Data excerpts:
________________

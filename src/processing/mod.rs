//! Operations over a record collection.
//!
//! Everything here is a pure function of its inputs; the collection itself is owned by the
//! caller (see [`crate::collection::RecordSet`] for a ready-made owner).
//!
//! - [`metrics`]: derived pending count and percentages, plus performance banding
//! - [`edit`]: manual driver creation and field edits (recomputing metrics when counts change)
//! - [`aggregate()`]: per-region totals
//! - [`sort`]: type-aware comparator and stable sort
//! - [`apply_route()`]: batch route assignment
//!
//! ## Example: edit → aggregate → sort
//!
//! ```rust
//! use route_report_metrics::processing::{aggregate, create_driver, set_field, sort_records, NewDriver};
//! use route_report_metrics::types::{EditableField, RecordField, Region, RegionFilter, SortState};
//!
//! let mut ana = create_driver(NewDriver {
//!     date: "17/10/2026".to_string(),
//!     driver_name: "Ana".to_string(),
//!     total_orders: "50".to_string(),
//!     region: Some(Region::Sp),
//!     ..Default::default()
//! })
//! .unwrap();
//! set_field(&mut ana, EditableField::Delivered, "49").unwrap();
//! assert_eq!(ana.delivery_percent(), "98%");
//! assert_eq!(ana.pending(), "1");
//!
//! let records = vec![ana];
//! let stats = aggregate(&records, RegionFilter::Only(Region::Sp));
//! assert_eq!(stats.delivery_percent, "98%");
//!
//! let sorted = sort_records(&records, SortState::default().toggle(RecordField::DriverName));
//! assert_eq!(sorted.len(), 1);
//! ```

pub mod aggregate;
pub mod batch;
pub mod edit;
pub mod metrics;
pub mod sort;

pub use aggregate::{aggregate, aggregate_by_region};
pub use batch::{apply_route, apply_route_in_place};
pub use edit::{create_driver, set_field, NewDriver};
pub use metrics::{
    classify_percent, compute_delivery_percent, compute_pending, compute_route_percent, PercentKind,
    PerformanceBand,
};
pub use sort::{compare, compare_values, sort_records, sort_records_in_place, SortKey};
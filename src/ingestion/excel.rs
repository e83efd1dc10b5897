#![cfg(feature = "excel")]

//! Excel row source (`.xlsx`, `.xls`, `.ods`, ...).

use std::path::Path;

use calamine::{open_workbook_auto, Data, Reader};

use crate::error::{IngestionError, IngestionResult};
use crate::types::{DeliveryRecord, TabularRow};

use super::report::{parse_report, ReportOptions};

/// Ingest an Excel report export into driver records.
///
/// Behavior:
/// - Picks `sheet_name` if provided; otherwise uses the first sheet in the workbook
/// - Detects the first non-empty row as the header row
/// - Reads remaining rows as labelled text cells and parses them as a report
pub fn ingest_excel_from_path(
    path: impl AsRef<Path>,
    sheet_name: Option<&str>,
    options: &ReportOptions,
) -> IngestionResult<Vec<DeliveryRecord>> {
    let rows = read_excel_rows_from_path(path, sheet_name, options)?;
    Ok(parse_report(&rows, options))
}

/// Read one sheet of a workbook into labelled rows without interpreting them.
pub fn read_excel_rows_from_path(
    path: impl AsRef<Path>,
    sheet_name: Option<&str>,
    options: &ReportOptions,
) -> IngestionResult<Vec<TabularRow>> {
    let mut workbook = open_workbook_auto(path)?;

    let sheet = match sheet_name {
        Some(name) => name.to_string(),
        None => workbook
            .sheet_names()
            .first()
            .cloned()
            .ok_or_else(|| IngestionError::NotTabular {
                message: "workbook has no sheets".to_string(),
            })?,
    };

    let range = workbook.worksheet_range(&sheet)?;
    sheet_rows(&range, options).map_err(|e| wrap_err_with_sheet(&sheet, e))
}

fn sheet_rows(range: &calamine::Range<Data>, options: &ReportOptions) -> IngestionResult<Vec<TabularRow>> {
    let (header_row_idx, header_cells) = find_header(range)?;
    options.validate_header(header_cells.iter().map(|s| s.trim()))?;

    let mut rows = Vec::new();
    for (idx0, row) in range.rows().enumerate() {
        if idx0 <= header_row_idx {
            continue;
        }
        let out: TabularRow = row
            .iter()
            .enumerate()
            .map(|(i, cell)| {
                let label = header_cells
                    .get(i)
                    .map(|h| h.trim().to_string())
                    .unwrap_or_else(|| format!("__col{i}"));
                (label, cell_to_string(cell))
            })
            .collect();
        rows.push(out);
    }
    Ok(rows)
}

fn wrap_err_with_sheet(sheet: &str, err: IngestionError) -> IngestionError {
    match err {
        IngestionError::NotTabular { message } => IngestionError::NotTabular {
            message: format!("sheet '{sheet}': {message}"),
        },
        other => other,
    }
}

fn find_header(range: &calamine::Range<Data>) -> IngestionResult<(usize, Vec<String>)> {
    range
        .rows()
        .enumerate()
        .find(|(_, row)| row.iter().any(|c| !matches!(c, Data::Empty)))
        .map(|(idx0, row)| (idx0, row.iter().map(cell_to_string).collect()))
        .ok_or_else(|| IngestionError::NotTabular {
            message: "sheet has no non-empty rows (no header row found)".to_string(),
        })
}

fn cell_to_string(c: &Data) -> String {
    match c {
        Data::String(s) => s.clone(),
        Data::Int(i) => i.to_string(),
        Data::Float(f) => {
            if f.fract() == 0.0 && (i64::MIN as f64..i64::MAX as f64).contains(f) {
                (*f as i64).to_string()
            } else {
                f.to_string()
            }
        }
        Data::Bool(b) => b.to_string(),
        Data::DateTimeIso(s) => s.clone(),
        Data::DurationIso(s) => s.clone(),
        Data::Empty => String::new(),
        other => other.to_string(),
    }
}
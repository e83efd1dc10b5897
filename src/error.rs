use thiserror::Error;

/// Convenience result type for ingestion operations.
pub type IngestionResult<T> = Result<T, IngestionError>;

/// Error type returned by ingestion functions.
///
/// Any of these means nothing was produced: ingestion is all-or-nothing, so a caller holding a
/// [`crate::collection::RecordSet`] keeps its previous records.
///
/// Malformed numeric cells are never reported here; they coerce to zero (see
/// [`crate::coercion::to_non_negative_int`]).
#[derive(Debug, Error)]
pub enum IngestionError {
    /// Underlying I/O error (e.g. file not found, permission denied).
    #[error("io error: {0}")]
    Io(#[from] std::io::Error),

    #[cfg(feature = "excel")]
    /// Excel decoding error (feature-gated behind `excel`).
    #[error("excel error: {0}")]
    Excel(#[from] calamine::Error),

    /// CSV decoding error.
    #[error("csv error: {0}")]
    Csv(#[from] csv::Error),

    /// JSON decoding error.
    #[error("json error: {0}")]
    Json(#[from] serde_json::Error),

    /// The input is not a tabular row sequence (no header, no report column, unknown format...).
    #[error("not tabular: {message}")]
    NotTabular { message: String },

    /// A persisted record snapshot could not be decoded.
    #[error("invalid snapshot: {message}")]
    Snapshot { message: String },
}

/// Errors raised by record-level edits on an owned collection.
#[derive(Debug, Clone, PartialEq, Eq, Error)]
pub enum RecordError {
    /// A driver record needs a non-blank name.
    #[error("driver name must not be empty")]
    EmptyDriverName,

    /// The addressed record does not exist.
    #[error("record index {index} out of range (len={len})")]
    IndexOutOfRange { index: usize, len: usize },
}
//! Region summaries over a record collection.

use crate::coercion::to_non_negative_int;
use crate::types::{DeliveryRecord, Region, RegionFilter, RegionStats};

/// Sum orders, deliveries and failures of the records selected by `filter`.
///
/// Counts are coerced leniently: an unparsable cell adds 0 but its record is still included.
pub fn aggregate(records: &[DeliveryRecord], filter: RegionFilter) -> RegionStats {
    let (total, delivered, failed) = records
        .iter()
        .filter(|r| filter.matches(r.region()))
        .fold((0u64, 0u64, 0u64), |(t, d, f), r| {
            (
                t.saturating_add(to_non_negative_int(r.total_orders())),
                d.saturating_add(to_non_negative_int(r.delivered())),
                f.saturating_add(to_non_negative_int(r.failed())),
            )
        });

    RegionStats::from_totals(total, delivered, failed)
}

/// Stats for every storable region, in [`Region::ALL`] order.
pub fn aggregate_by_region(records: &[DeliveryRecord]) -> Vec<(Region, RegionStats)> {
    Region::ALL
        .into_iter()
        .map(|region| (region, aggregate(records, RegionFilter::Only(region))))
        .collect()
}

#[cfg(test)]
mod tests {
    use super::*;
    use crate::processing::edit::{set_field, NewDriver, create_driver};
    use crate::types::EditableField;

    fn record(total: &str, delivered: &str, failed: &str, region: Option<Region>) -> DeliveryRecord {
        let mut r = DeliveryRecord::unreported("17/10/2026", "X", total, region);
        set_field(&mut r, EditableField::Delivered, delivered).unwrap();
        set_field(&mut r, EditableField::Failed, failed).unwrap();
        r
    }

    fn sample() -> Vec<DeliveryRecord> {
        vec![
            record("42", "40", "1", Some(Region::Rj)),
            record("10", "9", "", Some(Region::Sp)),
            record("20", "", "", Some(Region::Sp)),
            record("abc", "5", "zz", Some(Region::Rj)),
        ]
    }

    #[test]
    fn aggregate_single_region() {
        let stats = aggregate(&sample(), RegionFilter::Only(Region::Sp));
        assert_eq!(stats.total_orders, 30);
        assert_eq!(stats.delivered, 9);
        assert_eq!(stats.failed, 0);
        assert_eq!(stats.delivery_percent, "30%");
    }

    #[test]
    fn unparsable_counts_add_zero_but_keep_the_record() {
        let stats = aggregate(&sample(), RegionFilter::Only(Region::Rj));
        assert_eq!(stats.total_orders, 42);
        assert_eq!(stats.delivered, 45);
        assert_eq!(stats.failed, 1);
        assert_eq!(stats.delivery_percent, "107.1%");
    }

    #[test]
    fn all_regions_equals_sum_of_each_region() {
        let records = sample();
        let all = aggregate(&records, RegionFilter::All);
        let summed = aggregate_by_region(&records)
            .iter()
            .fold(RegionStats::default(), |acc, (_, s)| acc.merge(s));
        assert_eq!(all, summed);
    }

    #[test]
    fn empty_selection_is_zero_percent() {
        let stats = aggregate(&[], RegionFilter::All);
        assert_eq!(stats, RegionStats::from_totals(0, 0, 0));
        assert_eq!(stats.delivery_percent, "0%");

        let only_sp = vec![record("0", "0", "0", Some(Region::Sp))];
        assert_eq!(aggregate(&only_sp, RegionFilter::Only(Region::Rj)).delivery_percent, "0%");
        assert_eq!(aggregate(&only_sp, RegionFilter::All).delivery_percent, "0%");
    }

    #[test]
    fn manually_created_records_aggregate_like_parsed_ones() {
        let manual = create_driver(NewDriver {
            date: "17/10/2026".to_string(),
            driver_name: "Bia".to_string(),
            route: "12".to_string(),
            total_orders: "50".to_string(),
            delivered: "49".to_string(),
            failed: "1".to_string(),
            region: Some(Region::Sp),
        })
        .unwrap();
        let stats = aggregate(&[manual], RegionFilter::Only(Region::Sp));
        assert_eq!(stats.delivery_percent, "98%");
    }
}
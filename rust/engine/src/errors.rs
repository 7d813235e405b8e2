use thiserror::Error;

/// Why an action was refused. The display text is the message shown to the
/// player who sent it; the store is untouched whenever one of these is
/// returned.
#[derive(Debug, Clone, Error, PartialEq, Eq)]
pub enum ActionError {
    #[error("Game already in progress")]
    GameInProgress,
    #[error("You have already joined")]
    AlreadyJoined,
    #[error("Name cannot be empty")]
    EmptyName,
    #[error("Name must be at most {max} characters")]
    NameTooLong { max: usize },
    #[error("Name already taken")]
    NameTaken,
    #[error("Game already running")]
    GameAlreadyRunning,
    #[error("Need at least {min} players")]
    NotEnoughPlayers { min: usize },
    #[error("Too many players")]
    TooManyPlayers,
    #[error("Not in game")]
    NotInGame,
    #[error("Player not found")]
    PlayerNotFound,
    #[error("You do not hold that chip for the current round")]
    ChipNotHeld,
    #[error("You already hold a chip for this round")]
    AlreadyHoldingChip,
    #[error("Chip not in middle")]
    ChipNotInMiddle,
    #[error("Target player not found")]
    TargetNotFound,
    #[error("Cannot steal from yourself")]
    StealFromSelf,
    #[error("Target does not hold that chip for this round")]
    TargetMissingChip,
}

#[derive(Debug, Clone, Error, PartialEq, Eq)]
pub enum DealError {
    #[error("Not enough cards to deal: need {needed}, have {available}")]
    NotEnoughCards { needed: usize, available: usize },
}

________________

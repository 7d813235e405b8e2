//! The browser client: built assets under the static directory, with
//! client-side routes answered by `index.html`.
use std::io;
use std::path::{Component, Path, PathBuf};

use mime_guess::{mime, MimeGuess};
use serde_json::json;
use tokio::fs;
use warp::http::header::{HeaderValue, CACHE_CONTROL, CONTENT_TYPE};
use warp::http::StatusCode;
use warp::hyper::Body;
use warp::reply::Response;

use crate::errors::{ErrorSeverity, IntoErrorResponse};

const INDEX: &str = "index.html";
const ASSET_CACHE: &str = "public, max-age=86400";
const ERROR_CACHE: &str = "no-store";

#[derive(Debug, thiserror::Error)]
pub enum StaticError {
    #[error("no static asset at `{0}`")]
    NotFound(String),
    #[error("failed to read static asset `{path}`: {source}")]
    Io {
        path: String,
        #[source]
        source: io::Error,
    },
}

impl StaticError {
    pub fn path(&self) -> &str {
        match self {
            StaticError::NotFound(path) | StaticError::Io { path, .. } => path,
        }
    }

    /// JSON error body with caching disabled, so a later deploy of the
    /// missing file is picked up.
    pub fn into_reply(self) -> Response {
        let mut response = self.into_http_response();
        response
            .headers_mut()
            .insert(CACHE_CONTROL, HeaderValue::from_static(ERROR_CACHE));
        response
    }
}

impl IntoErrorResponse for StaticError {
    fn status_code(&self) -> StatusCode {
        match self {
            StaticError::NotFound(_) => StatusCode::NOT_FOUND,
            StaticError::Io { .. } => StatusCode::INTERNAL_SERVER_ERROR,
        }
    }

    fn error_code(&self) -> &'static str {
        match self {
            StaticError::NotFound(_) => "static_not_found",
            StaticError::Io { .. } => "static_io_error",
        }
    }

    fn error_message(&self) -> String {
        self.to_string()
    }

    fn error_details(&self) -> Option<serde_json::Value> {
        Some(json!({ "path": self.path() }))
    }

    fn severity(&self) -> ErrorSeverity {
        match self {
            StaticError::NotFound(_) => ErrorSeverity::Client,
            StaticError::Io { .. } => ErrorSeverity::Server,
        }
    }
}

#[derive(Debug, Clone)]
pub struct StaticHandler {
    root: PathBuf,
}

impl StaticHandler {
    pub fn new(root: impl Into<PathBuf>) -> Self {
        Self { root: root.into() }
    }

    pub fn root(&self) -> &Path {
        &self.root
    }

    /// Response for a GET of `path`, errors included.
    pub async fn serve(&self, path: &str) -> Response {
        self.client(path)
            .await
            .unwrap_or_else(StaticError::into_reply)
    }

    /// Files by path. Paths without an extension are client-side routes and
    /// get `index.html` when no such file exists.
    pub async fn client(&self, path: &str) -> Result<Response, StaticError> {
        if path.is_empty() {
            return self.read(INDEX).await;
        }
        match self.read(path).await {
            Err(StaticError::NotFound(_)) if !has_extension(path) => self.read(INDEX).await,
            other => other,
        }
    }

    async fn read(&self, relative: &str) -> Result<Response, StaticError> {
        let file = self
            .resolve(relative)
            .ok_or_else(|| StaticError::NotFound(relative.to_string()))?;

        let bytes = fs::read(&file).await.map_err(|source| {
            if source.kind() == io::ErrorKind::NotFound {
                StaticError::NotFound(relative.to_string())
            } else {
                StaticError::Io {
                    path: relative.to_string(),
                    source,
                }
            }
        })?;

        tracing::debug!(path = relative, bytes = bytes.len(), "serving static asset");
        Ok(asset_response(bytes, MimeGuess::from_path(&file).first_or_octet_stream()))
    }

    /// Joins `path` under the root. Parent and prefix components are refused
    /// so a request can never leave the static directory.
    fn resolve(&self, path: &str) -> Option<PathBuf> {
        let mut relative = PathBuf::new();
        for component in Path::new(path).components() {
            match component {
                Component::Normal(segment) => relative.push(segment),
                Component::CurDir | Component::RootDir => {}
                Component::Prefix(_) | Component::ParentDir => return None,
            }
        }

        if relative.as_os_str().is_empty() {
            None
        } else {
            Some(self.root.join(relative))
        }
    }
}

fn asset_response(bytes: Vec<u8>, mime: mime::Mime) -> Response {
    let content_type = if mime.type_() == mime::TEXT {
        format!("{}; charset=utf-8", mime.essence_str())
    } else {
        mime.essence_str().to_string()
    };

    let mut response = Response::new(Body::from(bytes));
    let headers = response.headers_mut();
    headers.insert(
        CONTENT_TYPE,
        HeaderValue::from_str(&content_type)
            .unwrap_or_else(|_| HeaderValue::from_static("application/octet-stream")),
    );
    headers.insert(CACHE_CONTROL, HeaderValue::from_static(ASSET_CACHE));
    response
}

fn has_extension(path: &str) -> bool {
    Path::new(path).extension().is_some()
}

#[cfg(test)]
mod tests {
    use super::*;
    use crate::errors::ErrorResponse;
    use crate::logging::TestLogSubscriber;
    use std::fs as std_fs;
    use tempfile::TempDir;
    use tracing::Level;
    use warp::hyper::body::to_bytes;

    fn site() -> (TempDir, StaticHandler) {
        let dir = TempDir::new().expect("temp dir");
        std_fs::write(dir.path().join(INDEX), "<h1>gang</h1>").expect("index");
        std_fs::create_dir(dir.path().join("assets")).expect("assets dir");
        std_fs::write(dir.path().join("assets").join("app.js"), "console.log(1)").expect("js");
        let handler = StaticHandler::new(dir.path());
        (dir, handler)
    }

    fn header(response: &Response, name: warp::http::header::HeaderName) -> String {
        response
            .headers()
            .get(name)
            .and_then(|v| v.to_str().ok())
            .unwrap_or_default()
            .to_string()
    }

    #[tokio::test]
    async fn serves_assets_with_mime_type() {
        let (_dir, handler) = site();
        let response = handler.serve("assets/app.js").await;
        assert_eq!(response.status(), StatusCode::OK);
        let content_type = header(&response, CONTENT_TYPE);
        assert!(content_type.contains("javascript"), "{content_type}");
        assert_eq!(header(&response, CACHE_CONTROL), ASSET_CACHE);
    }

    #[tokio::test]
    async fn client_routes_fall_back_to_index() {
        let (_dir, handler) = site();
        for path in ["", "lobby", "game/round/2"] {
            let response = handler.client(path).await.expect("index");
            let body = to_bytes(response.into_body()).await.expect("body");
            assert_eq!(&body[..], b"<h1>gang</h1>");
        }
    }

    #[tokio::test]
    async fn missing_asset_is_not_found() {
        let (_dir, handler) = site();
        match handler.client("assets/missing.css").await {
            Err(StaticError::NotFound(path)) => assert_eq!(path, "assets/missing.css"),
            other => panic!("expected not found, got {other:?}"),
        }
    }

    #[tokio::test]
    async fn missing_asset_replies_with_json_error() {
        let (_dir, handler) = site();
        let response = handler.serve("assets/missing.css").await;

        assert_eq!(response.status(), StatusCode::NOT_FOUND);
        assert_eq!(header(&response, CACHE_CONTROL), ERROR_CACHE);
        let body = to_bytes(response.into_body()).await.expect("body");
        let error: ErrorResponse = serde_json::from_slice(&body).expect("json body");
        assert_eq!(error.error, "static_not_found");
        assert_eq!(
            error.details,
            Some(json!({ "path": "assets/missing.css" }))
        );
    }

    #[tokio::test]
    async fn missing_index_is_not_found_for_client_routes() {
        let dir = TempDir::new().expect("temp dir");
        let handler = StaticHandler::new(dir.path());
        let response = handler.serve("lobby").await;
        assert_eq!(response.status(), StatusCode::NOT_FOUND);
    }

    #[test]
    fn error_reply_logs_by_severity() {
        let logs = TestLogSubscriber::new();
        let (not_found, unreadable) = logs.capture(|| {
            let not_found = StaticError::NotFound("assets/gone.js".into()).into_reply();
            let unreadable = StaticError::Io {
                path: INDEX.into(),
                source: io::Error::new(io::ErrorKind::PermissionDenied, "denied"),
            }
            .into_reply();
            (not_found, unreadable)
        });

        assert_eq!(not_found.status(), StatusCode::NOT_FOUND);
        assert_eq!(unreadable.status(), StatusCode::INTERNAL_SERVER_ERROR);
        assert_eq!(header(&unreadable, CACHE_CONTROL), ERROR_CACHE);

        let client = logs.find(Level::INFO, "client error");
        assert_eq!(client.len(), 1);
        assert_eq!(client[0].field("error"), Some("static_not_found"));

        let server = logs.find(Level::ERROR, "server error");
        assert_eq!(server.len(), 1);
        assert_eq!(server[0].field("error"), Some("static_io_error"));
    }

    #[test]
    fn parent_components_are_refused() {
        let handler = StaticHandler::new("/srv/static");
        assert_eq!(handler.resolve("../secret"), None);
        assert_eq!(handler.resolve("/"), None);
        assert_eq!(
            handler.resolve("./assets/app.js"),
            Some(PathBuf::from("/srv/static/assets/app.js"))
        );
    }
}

________________

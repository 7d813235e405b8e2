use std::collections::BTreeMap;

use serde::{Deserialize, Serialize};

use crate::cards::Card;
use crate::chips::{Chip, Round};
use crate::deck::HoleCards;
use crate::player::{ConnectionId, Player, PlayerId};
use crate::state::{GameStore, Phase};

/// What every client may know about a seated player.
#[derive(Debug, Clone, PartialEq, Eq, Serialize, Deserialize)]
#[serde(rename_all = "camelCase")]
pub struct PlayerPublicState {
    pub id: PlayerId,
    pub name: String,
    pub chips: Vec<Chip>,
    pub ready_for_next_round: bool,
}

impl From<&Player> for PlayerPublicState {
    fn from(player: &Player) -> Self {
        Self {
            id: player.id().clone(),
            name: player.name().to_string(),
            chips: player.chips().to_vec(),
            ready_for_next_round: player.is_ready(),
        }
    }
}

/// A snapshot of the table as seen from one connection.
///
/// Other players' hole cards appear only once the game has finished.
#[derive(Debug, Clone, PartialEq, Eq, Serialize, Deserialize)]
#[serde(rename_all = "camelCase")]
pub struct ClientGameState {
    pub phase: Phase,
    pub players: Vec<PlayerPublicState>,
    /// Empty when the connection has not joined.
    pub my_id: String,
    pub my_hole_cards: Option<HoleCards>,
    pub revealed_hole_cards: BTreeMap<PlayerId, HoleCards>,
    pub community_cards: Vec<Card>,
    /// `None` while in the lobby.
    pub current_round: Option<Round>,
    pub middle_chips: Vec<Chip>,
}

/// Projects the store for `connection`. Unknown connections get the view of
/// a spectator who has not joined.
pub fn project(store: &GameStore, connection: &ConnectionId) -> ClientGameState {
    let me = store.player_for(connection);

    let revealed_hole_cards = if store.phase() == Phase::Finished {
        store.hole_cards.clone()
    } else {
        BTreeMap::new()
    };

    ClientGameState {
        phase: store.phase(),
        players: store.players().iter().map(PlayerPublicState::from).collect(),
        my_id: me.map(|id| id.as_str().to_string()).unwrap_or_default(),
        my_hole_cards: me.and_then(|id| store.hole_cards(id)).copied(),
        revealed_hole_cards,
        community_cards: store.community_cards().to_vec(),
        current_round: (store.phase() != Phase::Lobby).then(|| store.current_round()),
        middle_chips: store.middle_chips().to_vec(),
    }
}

________________

Problem to solve —
Where does the word "async" appear in the records above? Return every line that holds it.

Exercise answer —
    pub async fn serve(&self, path: &str) -> Response {
    pub async fn client(&self, path: &str) -> Result<Response, StaticError> {
    async fn read(&self, relative: &str) -> Result<Response, StaticError> {
    async fn serves_assets_with_mime_type() {
    async fn client_routes_fall_back_to_index() {
    async fn missing_asset_is_not_found() {
    async fn missing_asset_replies_with_json_error() {
    async fn missing_index_is_not_found_for_client_routes() {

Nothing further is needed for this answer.